Later that day, I find myself sitting alone in a doctor's office at the walk-in clinic waiting for him or her to enter the room. The walls are pure white and covered in the usual motif: diagrams of the circulatory system, anti-smoking ads with black lungs and rotten teeth, cartoon germs professing the dangers of not washing your hands. I leisurely scan the room to see if there's anything worth stealing. Not that I would—it's just a game to pass the time. Aside from a jar full of cotton swabs and some rubbing alcohol, it looks like slim pickings. Maybe there's something in the desk drawer? Probably not. These walk-in clinics are usually pretty cheap.

A few minutes pass before a grey-haired man wearing a long white coat suddenly comes in through the door. He sits at a small chair at a small desk and gives me the requisite small talk before asking, “So, Mr. Reid, what can I do for you today?” I'm not sure where to begin. How do you describe it? It would take hours to fully explain my condition.

“Lately, I've been getting these blackouts,” I tell him. “Memory lapses.”

“Uh huh. And when do these lapses occur?” he asks me with his head held down, leisurely writing into an open folder.

“Well, it's like last night. I drank no more than I usually do, and yet I can't remember a single thing. After a certain point it all cuts out.”

“Uh huh. And how much do you typically drink in one night?”

“It depends. I know I had some gin. . . .”

“Anything else?”

“Maybe a little scotch, too.”

“And then you blacked out?”

“No, that was before I left the apartment.”

“Okay, so where did you go?”

“I drove to this bar somewhere on Queen Street and drank there for a few hours. Then I met this girl and she invited me to a rooftop party. I found the receipt in my back pocket, so I know I had about twelve drinks, two shots of whiskey, some . . . chicken wings. . . .”

Now I have his attention. He closes the folder and leans toward me. “This is a typical night for you?”

“Yeah. It's never been a problem before.”

“How long have you been drinking like this?”

“Since I was seventeen.”

“How often?”

“Almost every day.”

“And how old are you now?”

“Twenty-four.”

He nods and stares down at the floor before continuing: “Well, severe amnesia can occur when there's a deficiency of Vitamin B
1
in the brain caused by excessive alcohol consumption. We had a guy in here one time who had what's called ‘Korsakoff's Syndrome.' He couldn't remember a thing. You wouldn't be at that stage yet. You're far too young. I think it's more likely that your body is simply getting older, wearing down. It can't process as much as it used to.”
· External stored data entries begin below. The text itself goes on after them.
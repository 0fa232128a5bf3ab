use axum::extract::{Path, State};
use axum::Json;
use serde::{Deserialize, Serialize};

use super::auctions::{parse_amount, parse_user_id, BidDto};
use super::AppState;
use crate::domain::AuctionId;
use crate::engine::Outcome;
use crate::error::AppError;

#[derive(Debug, Deserialize)]
#[serde(rename_all = "camelCase")]
pub struct PlaceBidRequest {
    pub bidder_id: String,
    pub amount: String,
}

#[derive(Debug, Deserialize)]
#[serde(rename_all = "camelCase")]
pub struct ProxyLimitRequest {
    pub bidder_id: String,
    pub ceiling: String,
}

#[derive(Debug, Serialize)]
#[serde(rename_all = "camelCase")]
pub struct OutcomeResponse {
    pub current_price: String,
    #[serde(skip_serializing_if = "Option::is_none")]
    pub current_leader_id: Option<String>,
    /// Ledger entries this operation appended, in ledger order: the manual
    /// bid (if any) followed by synthetic proxy counter-bids.
    pub appended: Vec<BidDto>,
}

impl OutcomeResponse {
    fn from_outcome(outcome: &Outcome) -> Self {
        OutcomeResponse {
            current_price: outcome.current_price.to_canonical_string(),
            current_leader_id: outcome
                .current_leader
                .as_ref()
                .map(|u| u.as_str().to_string()),
            appended: outcome.appended.iter().map(BidDto::from_bid).collect(),
        }
    }
}

pub async fn place_manual_bid(
    State(state): State<AppState>,
    Path(id): Path<String>,
    Json(req): Json<PlaceBidRequest>,
) -> Result<Json<OutcomeResponse>, AppError> {
    let bidder_id = parse_user_id(&req.bidder_id)?;
    let amount = parse_amount(&req.amount)?;

    let outcome = state
        .desk
        .place_manual_bid(&AuctionId::new(id), bidder_id, amount)
        .await?;

    Ok(Json(OutcomeResponse::from_outcome(&outcome)))
}

pub async fn set_proxy_limit(
    State(state): State<AppState>,
    Path(id): Path<String>,
    Json(req): Json<ProxyLimitRequest>,
) -> Result<Json<OutcomeResponse>, AppError> {
    let bidder_id = parse_user_id(&req.bidder_id)?;
    let ceiling = parse_amount(&req.ceiling)?;

    let outcome = state
        .desk
        .set_proxy_limit(&AuctionId::new(id), bidder_id, ceiling)
        .await?;

    Ok(Json(OutcomeResponse::from_outcome(&outcome)))
}
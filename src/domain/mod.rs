//! Domain types for the auction bidding service.
//!
//! This module provides:
//! - Lossless monetary handling via the Amount wrapper
//! - Domain primitives: AuctionId, UserId, BidId, TimeMs
//! - Auction, Bid, and ProxyLimit records with canonical JSON serialization

pub mod auction;
pub mod bid;
pub mod money;
pub mod primitives;
pub mod proxy;

pub use auction::{Auction, AuctionStatus};
pub use bid::{Bid, BidSource};
pub use money::Amount;
pub use primitives::{AuctionId, BidId, TimeMs, UserId};
pub use proxy::ProxyLimit;
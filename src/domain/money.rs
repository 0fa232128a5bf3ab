//! Lossless monetary amount type backed by rust_decimal.
//!
//! Provides canonical parsing from strings and formatting without exponent notation.

use rust_decimal::Decimal as RustDecimal;
use serde::{Deserialize, Serialize};
use std::fmt;
use std::str::FromStr;

/// Lossless monetary amount for auction prices, bids, and ceilings.
///
/// Backed by rust_decimal to avoid floating-point drift.
/// Serializes to JSON number (not string) by default.
#[derive(
    Debug, Clone, Copy, Default, PartialEq, Eq, PartialOrd, Ord, Hash, Serialize, Deserialize,
)]
pub struct Amount(#[serde(with = "rust_decimal::serde::float")] RustDecimal);

impl Amount {
    /// Create an Amount from a RustDecimal.
    pub fn new(value: RustDecimal) -> Self {
        Amount(value)
    }

    /// Parse an Amount from a string losslessly.
    ///
    /// # Errors
    /// Returns an error if the string is not a valid decimal number.
    pub fn from_str_canonical(s: &str) -> Result<Self, rust_decimal::Error> {
        RustDecimal::from_str(s).map(Amount)
    }

    /// Format the Amount as a canonical string (no exponent notation).
    pub fn to_canonical_string(&self) -> String {
        // normalize() removes trailing zeros; Display on the result has no exponent
        let normalized = self.0.normalize();
        format!("{}", normalized)
    }

    /// Get the underlying RustDecimal.
    pub fn inner(&self) -> RustDecimal {
        self.0
    }

    /// The additive identity (0).
    pub fn zero() -> Self {
        Amount(RustDecimal::ZERO)
    }

    /// Returns true if the value is exactly zero.
    pub fn is_zero(&self) -> bool {
        self.0.is_zero()
    }

    /// Returns true if the value is > 0.
    pub fn is_positive(&self) -> bool {
        !self.is_zero() && self.0.is_sign_positive()
    }

    /// Number of decimal places after normalization (trailing zeros ignored).
    pub fn scale(&self) -> u32 {
        self.0.normalize().scale()
    }

    /// Returns true if the amount is positive and has at most `max_scale`
    /// decimal places. Used to validate bid amounts and proxy ceilings.
    pub fn is_valid_money(&self, max_scale: u32) -> bool {
        self.is_positive() && self.scale() <= max_scale
    }
}

impl fmt::Display for Amount {
    fn fmt(&self, f: &mut fmt::Formatter<'_>) -> fmt::Result {
        write!(f, "{}", self.to_canonical_string())
    }
}

impl FromStr for Amount {
    type Err = rust_decimal::Error;

    fn from_str(s: &str) -> Result<Self, Self::Err> {
        Self::from_str_canonical(s)
    }
}

impl From<RustDecimal> for Amount {
    fn from(value: RustDecimal) -> Self {
        Amount(value)
    }
}

impl From<Amount> for RustDecimal {
    fn from(value: Amount) -> Self {
        value.0
    }
}

impl std::ops::Add for Amount {
    type Output = Amount;

    fn add(self, rhs: Amount) -> Amount {
        Amount(self.0 + rhs.0)
    }
}

impl std::ops::Sub for Amount {
    type Output = Amount;

    fn sub(self, rhs: Amount) -> Amount {
        Amount(self.0 - rhs.0)
    }
}
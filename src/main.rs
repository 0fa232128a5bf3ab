use gavel::clock::SystemClock;
use gavel::orchestration::{BidDesk, CloseSweeper};
use gavel::{api, config::Config, db::init_db, Repository};
use std::net::SocketAddr;
use std::sync::Arc;

#[tokio::main]
async fn main() {
    // Initialize tracing
    tracing_subscriber::fmt()
        .with_env_filter(
            tracing_subscriber::EnvFilter::from_default_env()
                .add_directive(tracing_subscriber::filter::LevelFilter::INFO.into()),
        )
        .init();

    // Load configuration
    let config = match Config::from_env() {
        Ok(cfg) => cfg,
        Err(e) => {
            eprintln!("Configuration error: {}", e);
            std::process::exit(1);
        }
    };

    let port = config.port;

    // Initialize database and dependencies
    let pool = match init_db(&config.database_path).await {
        Ok(p) => p,
        Err(e) => {
            eprintln!("Failed to initialize database: {}", e);
            std::process::exit(1);
        }
    };

    let repo = Arc::new(Repository::new(pool));
    let clock = Arc::new(SystemClock);
    let desk = Arc::new(BidDesk::new(repo.clone(), clock.clone(), config.clone()));

    // Background deadline sweep
    let sweeper =
        CloseSweeper::new(repo.clone(), clock, config.close_sweep_interval_ms, desk.locks());
    let _sweep_handle = sweeper.start();

    // Create router
    let app = api::create_router(api::AppState::new(repo, desk));

    // Bind to address
    let addr = SocketAddr::from(([127, 0, 0, 1], port));
    let listener = match tokio::net::TcpListener::bind(&addr).await {
        Ok(l) => l,
        Err(e) => {
            eprintln!("Failed to bind to {}: {}", addr, e);
            std::process::exit(1);
        }
    };

    tracing::info!("Server listening on {}", addr);

    // Run server
    if let Err(e) = axum::serve(listener, app).await {
        eprintln!("Server error: {}", e);
        std::process::exit(1);
    }
}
“Isn't there anything I can do? I mean, sometimes I run into people on the street and they recognize me and talk to me, like they know everything about me, but I have absolutely
no
idea
who they are. Or I wake up and there's blood on my hands. One time, I got out of bed and the furniture in my apartment had been completely rearranged. Badly, too. No feng shui involved whatsoever—”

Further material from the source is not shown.